Every ex-jock nowadays has dreams of becoming a sports medicine doctor, only seeing patients under 35, hanging out with Kobe Bryant on the weekends, etc. The reality of sports medicine practice in America is a little different.

From what I've seen, very few people are able to get into a practice situation with considerable sports medicine. Most of the Family Medicine/Sports Medicine doctors out there do mostly primary care, with a limited component of actual musculoskeletal medicine. A smaller subset of that is "sports medicine". Anybody who tells you different is lying to you.

One PM&R sports medicine guy who was in a practice with general PM&R docs, and was the official EMG provider for a pro-hockey team said in 5 years he got 1 referral to do an EMG.

This is a best case scenario: I worked in a clinic that was the official provider for 3 of the major league teams in a city. The only one that actually went to the games was the head Orthopedic Surgeon. Rarely, the non-surgeons would provide game coverage. The game coverage component apparently paid quite poorly, isn't worth the advertising benefits, and the surgeons who do it, do so out of personal interest. The teams always prefer the surgeon to the Family Medicine or PM&R doctors. The clinic was run by Family Medicine folks, who did the work up for the surgeons. The surgeons then rounded on the ones who failed surgical management or who had obvious surgical issues. Even in this clinic, maybe 1/3 of the patients were actual "sports medicine" cases. The rest were people with knee arthritis, shoulder impingement, ankle sprain, and back pain. If a pro-athlete came in (which was rare), they were seen by the surgeon alone most of the time.
 
When our hockey team went from UHL to NHL minor league, I could no longer cover games, only an orthopedic surgeon. Still, even from covering games, I very rarely got the consults - they went to ortho, as most were fractures, and the back injuries all went to the chiros who were in the locker room before, during and after games.

You have to work very hard and attend a lot of games to get professional athlete referrals. You'll do better with college and high school most likely, but bigger colleges have their own MD staff. At most, ortho rules the roost and non-ortho gets the scraps.
 
Prior to my ventures back to medical school, I worked as a physical therapist in a fitness/sports med setting. I teamed up w/ an established personal trainer that granted me access to elite high school, college and professional athletes. In exchange, I offered onsite physical therapy services and some added credibility to his sports performance training program. It was fun and a great learning experience. From my years working in this setting I have learned the following:
-Elite athletes are looking for any advantage they can possibly get…Even if that is just a perceived advantage. I am not talking about performance enhancing drugs, but more so that if they are working w/ you, then you are the best & brightest in your field…You offer something unique…You are the Advantage. This is where I believe PM&R can emphasize the skilled approach to non-surgical medical management.
-Your reputation with OTHER athletes is THE MOST IMPORTANT THING…Every athlete wants to know that you have succeeded w/ other similar athletes.
-Like anyone, if you are getting something for free, then you tend to devalue it.
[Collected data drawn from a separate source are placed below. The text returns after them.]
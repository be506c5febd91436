//! Item modifiers - immutable reference data loaded from the catalog

use serde::{Deserialize, Serialize};

/// An equippable item
#[derive(Debug, Clone, PartialEq, Serialize, Deserialize)]
pub struct ItemModifier {
    pub id: String,
    pub name: String,
    /// Gold cost (display and build totals only)
    pub cost: u32,
    #[serde(default)]
    pub stats: ItemStats,
    /// Passive effect text, never computed
    #[serde(default, skip_serializing_if = "Option::is_none")]
    pub passive: Option<String>,
}

/// Optional stat bag; absent entries contribute nothing
#[derive(Debug, Clone, Copy, Default, PartialEq, Serialize, Deserialize)]
#[serde(default)]
pub struct ItemStats {
    #[serde(skip_serializing_if = "Option::is_none")]
    pub attack: Option<f64>,
    #[serde(skip_serializing_if = "Option::is_none")]
    pub ability_power: Option<f64>,
    #[serde(skip_serializing_if = "Option::is_none")]
    pub hp: Option<f64>,
    #[serde(skip_serializing_if = "Option::is_none")]
    pub armor: Option<f64>,
    #[serde(skip_serializing_if = "Option::is_none")]
    pub magic_resist: Option<f64>,
    /// Percent bonus, stacks multiplicatively per item
    #[serde(skip_serializing_if = "Option::is_none")]
    pub attack_speed: Option<f64>,
    #[serde(skip_serializing_if = "Option::is_none")]
    pub crit_chance: Option<f64>,
    #[serde(skip_serializing_if = "Option::is_none")]
    pub crit_damage: Option<f64>,
    #[serde(skip_serializing_if = "Option::is_none")]
    pub lifesteal: Option<f64>,
    /// Flat armor penetration
    #[serde(skip_serializing_if = "Option::is_none")]
    pub armor_penetration: Option<f64>,
    #[serde(skip_serializing_if = "Option::is_none")]
    pub magic_penetration: Option<f64>,
}

impl ItemModifier {
    /// Create an item with no stats
    pub fn new(id: impl Into<String>, name: impl Into<String>, cost: u32) -> Self {
        ItemModifier {
            id: id.into(),
            name: name.into(),
            cost,
            stats: ItemStats::default(),
            passive: None,
        }
    }

    /// Builder-style stat assignment
    pub fn with_stats(mut self, stats: ItemStats) -> Self {
        self.stats = stats;
        self
    }
}

impl ItemStats {
    /// Stats the item actually carries, as (name, value)
    pub fn entries(&self) -> Vec<(&'static str, f64)> {
        [
            ("attack", self.attack),
            ("ability_power", self.ability_power),
            ("hp", self.hp),
            ("armor", self.armor),
            ("magic_resist", self.magic_resist),
            ("attack_speed", self.attack_speed),
            ("crit_chance", self.crit_chance),
            ("crit_damage", self.crit_damage),
            ("lifesteal", self.lifesteal),
            ("armor_penetration", self.armor_penetration),
            ("magic_penetration", self.magic_penetration),
        ]
        .into_iter()
        .filter_map(|(name, value)| value.map(|v| (name, v)))
        .collect()
    }
}

/// Total gold cost of a loadout
pub fn loadout_cost(items: &[ItemModifier]) -> u32 {
    items.iter().map(|item| item.cost).sum()
}
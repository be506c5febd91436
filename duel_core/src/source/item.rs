//! ItemSource - Stats from equipped items

use crate::item::ItemModifier;
use crate::source::StatSource;
use crate::stat_block::StatAccumulator;

/// Stats from one equipped item
pub struct ItemSource<'a> {
    pub item: &'a ItemModifier,
}

impl<'a> ItemSource<'a> {
    /// Create a new item source
    pub fn new(item: &'a ItemModifier) -> Self {
        ItemSource { item }
    }
}

impl StatSource for ItemSource<'_> {
    fn id(&self) -> &str {
        &self.item.id
    }

    fn apply(&self, stats: &mut StatAccumulator) {
        let bag = &self.item.stats;

        stats.attack_flat += bag.attack.unwrap_or(0.0);
        stats.hp_flat += bag.hp.unwrap_or(0.0);
        stats.armor_flat += bag.armor.unwrap_or(0.0);
        stats.magic_resist_flat += bag.magic_resist.unwrap_or(0.0);
        stats.crit_chance_flat += bag.crit_chance.unwrap_or(0.0);
        stats.crit_damage_flat += bag.crit_damage.unwrap_or(0.0);
        stats.lifesteal_flat += bag.lifesteal.unwrap_or(0.0);
        stats.armor_penetration_flat += bag.armor_penetration.unwrap_or(0.0);

        if let Some(percent) = bag.attack_speed {
            stats.attack_speed_more.push(percent / 100.0);
        }
        // ability_power and magic_penetration are carried for display only
    }
}
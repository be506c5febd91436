//! CombatSettings - per-simulation battle conditions

use crate::types::Side;
use serde::{Deserialize, Serialize};

/// Player execution tier, a coarse multiplier on opening damage
#[derive(Debug, Clone, Copy, PartialEq, Eq, Hash, Serialize, Deserialize)]
#[serde(rename_all = "snake_case")]
pub enum OperationTier {
    Bronze,
    Silver,
    Gold,
    Platinum,
    Diamond,
    Master,
}

impl OperationTier {
    /// Damage multiplier for this tier
    pub fn multiplier(self) -> f64 {
        match self {
            OperationTier::Bronze => 0.7,
            OperationTier::Silver => 0.8,
            OperationTier::Gold => 0.9,
            OperationTier::Platinum => 1.0,
            OperationTier::Diamond => 1.1,
            OperationTier::Master => 1.2,
        }
    }

    /// All tiers from lowest to highest
    pub fn all() -> &'static [OperationTier] {
        &[
            OperationTier::Bronze,
            OperationTier::Silver,
            OperationTier::Gold,
            OperationTier::Platinum,
            OperationTier::Diamond,
            OperationTier::Master,
        ]
    }
}

/// Battle conditions supplied with every simulation
#[derive(Debug, Clone, PartialEq, Serialize, Deserialize)]
#[serde(default)]
pub struct CombatSettings {
    /// Champion level for both sides (1-18)
    pub level: u32,
    pub first_strike: Side,
    /// Percent of ability damage that lands (0-100)
    pub skill_hit_rate: f64,
    pub ignite: bool,
    /// Display only
    pub flash: bool,
    /// Display only (0-100)
    pub dodge_rate: f64,
    pub operation_tier: OperationTier,
}

impl Default for CombatSettings {
    fn default() -> Self {
        CombatSettings {
            level: 6,
            first_strike: Side::SideA,
            skill_hit_rate: 80.0,
            ignite: false,
            flash: false,
            dodge_rate: 0.0,
            operation_tier: OperationTier::Gold,
        }
    }
}

#[cfg(test)]
mod tests {
    use super::*;

    #[test]
    fn test_tier_multipliers_increase() {
        let multipliers: Vec<f64> = OperationTier::all().iter().map(|t| t.multiplier()).collect();
        assert!(multipliers.windows(2).all(|w| w[0] < w[1]));
        assert!((OperationTier::Platinum.multiplier() - 1.0).abs() < f64::EPSILON);
    }

    #[test]
    fn test_parse_settings() {
        let toml = r#"
level = 11
first_strike = "side_b"
ignite = true
operation_tier = "diamond"
"#;
        let settings: CombatSettings = toml::from_str(toml).unwrap();
        assert_eq!(settings.level, 11);
        assert_eq!(settings.first_strike, Side::SideB);
        assert!(settings.ignite);
        assert_eq!(settings.operation_tier, OperationTier::Diamond);
        // Defaults for the rest
        assert!((settings.skill_hit_rate - 80.0).abs() < f64::EPSILON);
    }
}
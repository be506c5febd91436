//! Win-rate heuristic
//!
//! A probability estimate built from side A / side B ratios of opening
//! damage, sustained DPS and max HP. It is independent of the HP simulation
//! except for which side it is computed for.

use crate::config::OddsConstants;
use crate::types::Side;
use serde::{Deserialize, Serialize};

/// Side A / side B ratios the heuristic reads
#[derive(Debug, Clone, Copy, PartialEq, Serialize, Deserialize)]
pub struct DuelRatios {
    /// Opening damage ratio
    pub damage: f64,
    /// Sustained DPS ratio
    pub dps: f64,
    /// Max HP ratio
    pub hp: f64,
}

impl DuelRatios {
    /// The same ratios from side B's point of view
    pub fn inverted(&self) -> DuelRatios {
        DuelRatios {
            damage: 1.0 / self.damage,
            dps: 1.0 / self.dps,
            hp: 1.0 / self.hp,
        }
    }
}

/// Estimated side A win probability (percent), mirrored when `winner` is side B
///
/// Side A wins: `baseline + min(max_bonus, (damage-1)·w₁ + (dps-1)·w₂ + (hp-1)·w₃)`.
/// Side B wins: the same bonus computed from the reciprocal ratios, subtracted
/// from the baseline instead. The result is clamped to `[min_win_rate,
/// max_win_rate]`. An undefined bonus (0/0 ratios) counts as no bonus.
pub fn estimate_win_rate(winner: Side, ratios: &DuelRatios, odds: &OddsConstants) -> f64 {
    let (ratios, sign) = match winner {
        Side::SideA => (*ratios, 1.0),
        Side::SideB => (ratios.inverted(), -1.0),
    };

    let bonus = (ratios.damage - 1.0) * odds.burst_weight
        + (ratios.dps - 1.0) * odds.dps_weight
        + (ratios.hp - 1.0) * odds.hp_weight;

    let rate = if bonus.is_nan() {
        odds.baseline
    } else {
        odds.baseline + sign * bonus.min(odds.max_bonus)
    };

    rate.clamp(odds.min_win_rate, odds.max_win_rate)
}

#[cfg(test)]
mod tests {
    use super::*;

    fn even() -> DuelRatios {
        DuelRatios {
            damage: 1.0,
            dps: 1.0,
            hp: 1.0,
        }
    }

    #[test]
    fn test_even_matchup_is_coin_flip() {
        let odds = OddsConstants::default();
        assert_eq!(estimate_win_rate(Side::SideA, &even(), &odds), 50.0);
        assert_eq!(estimate_win_rate(Side::SideB, &even(), &odds), 50.0);
    }

    #[test]
    fn test_side_b_mirrors_side_a() {
        let odds = OddsConstants::default();
        let ratios = DuelRatios {
            damage: 1.0 / 1.15,
            dps: 1.0,
            hp: 1.0,
        };
        // 50 - (1.15 - 1) * 30
        assert!((estimate_win_rate(Side::SideB, &ratios, &odds) - 45.5).abs() < 1e-9);
    }

    #[test]
    fn test_weights() {
        let odds = OddsConstants::default();
        let ratios = DuelRatios {
            damage: 1.15,
            dps: 1.0,
            hp: 1.0,
        };
        // 50 + 0.15 * 30
        assert!((estimate_win_rate(Side::SideA, &ratios, &odds) - 54.5).abs() < 1e-9);
    }

    #[test]
    fn test_side_b_uses_reciprocals() {
        let odds = OddsConstants::default();
        let ratios = DuelRatios {
            damage: 0.5,
            dps: 1.0,
            hp: 1.0,
        };
        // B dealt twice the damage: 50 - (2 - 1) * 30 = 20
        assert!((estimate_win_rate(Side::SideB, &ratios, &odds) - 20.0).abs() < 1e-9);
    }

    #[test]
    fn test_clamped() {
        let odds = OddsConstants::default();
        let lopsided = DuelRatios {
            damage: 10.0,
            dps: 10.0,
            hp: 10.0,
        };
        assert_eq!(estimate_win_rate(Side::SideA, &lopsided, &odds), 85.0);
        // B winning while behind on every ratio: 50 - min(45, negative bonus) caps at 85
        assert_eq!(estimate_win_rate(Side::SideB, &lopsided, &odds), 85.0);

        let crushing_b = lopsided.inverted();
        assert_eq!(estimate_win_rate(Side::SideB, &crushing_b, &odds), 15.0);
    }

    #[test]
    fn test_degenerate_ratios() {
        let odds = OddsConstants::default();
        let zero_over_zero = DuelRatios {
            damage: f64::NAN,
            dps: 1.0,
            hp: 1.0,
        };
        assert_eq!(estimate_win_rate(Side::SideA, &zero_over_zero, &odds), 50.0);

        let no_opponent_damage = DuelRatios {
            damage: f64::INFINITY,
            dps: 1.0,
            hp: 1.0,
        };
        assert_eq!(estimate_win_rate(Side::SideA, &no_opponent_damage, &odds), 85.0);
    }
}
//! Error types for the state container.

use crate::types::{DispatchId, ItemKey};
use thiserror::Error;

/// Main error type for container operations.
#[derive(Debug, Error)]
pub enum StoreError {
    /// A slice was read with no value and no registered initializer.
    /// This is a wiring mistake, not a runtime failure.
    #[error("cannot read uninitialized slice {} without a registered initializer", key_display(.slice, .item.as_ref()))]
    MissingInitializer {
        slice: String,
        item: Option<ItemKey>,
    },

    /// The initializer action for a slice was dispatched and failed.
    /// Recoverable: surfaced through `ReadOutcome::Failed` with retry/clear.
    #[error("initializer {action} for slice {} failed: {source}", key_display(.slice, .item.as_ref()))]
    Initializer {
        slice: String,
        item: Option<ItemKey>,
        action: String,
        #[source]
        source: Box<StoreError>,
    },

    /// An initializer settled successfully but the slice is still
    /// uninitialized. Only raised under `StaleReload::Error`.
    #[error("initializer {action} for slice {slice} completed without populating it")]
    InitializerNoEffect { slice: String, action: String },

    /// An action handler failed with an application-level error.
    #[error("handler failed: {0}")]
    Handler(String),

    /// A dispatch failed; carries the tagged dispatch error.
    #[error(transparent)]
    Dispatch(Box<DispatchError>),

    #[error("serialization error: {0}")]
    Serialization(String),

    /// The store was dropped while a retry or clear was attempted.
    #[error("store closed")]
    Closed,
}

impl StoreError {
    /// Convenience constructor for application handler errors.
    pub fn handler(message: impl Into<String>) -> Self {
        StoreError::Handler(message.into())
    }

    /// The dispatch id already attached to this error, if any.
    pub fn dispatch_id(&self) -> Option<DispatchId> {
        match self {
            StoreError::Dispatch(inner) => Some(inner.dispatch_id),
            _ => None,
        }
    }
}

impl From<serde_json::Error> for StoreError {
    fn from(e: serde_json::Error) -> Self {
        StoreError::Serialization(e.to_string())
    }
}

impl From<DispatchError> for StoreError {
    fn from(e: DispatchError) -> Self {
        StoreError::Dispatch(Box::new(e))
    }
}

/// A failed dispatch, tagged with the dispatch identifier for correlation
/// in logs and middleware.
#[derive(Debug, Error)]
#[error("dispatch {dispatch_id} of action {action} failed: {source}")]
pub struct DispatchError {
    pub dispatch_id: DispatchId,
    pub action: String,
    #[source]
    pub source: StoreError,
}

impl DispatchError {
    /// Tag a handler error with a dispatch id. An error that already carries
    /// a dispatch id keeps the id it has (the innermost dispatch wins).
    pub(crate) fn tag(dispatch_id: DispatchId, action: &str, source: StoreError) -> Self {
        let dispatch_id = source.dispatch_id().unwrap_or(dispatch_id);
        DispatchError {
            dispatch_id,
            action: action.to_string(),
            source,
        }
    }
}

fn key_display(slice: &str, item: Option<&ItemKey>) -> String {
    match item {
        Some(item) => format!("{slice}[{item}]"),
        None => slice.to_string(),
    }
}

/// Result type for container operations.
pub type Result<T> = std::result::Result<T, StoreError>;

#[cfg(test)]
mod tests {
    use super::*;

    #[test]
    fn test_missing_initializer_message_includes_item() {
        let err = StoreError::MissingInitializer {
            slice: "quotes".to_string(),
            item: Some(ItemKey::from(7)),
        };
        assert!(err.to_string().contains("quotes[7]"));
    }

    #[test]
    fn test_inner_dispatch_id_sticks() {
        let inner = DispatchError {
            dispatch_id: DispatchId(3),
            action: "loadQuote".to_string(),
            source: StoreError::handler("network down"),
        };
        let tagged = DispatchError::tag(DispatchId(9), "outer", inner.into());
        assert_eq!(tagged.dispatch_id, DispatchId(3));
    }
}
It is only when you pay out of your own pocket that a service has true perceived value. Hence, the recommendations I gave were often adhered to more than from the team issued physician/trainer. Sports performances enhancement is much different from being a team doc/trainer.
-High school athletes do not have much money to pay for services & professional athletes often feel they should not have to pay for your services – They play the advertizing card all the time.
-Those that are truly committed to Sports Medicine are the ones that are committed to developing & maintaining relationships w/ the athlete, family, coach & agent.
-It has been said many times, but Sports Medicine is a Hobby – it will not pay your bills…Heck, James Andrews doesn’t even see athletes full-time.
-I became much happier and more successful w/ my practice when I expanded my definition of what was meant by Sports Medicine. If you use your body for an activity that you enjoy – That is Sports Medicine. You can fill your schedule helping 42 year-old businessmen that can only play 2 games of basketball, but wants to play 4. Even the work comp cases where the patient is truly committed to returning to a manual labor job is Sports Medicine. Give these patients the same level of customer service that you would a pro athlete and your reputation should flourish. I recommend that you not limit your view to only those w/ scholarships or pro-contracts.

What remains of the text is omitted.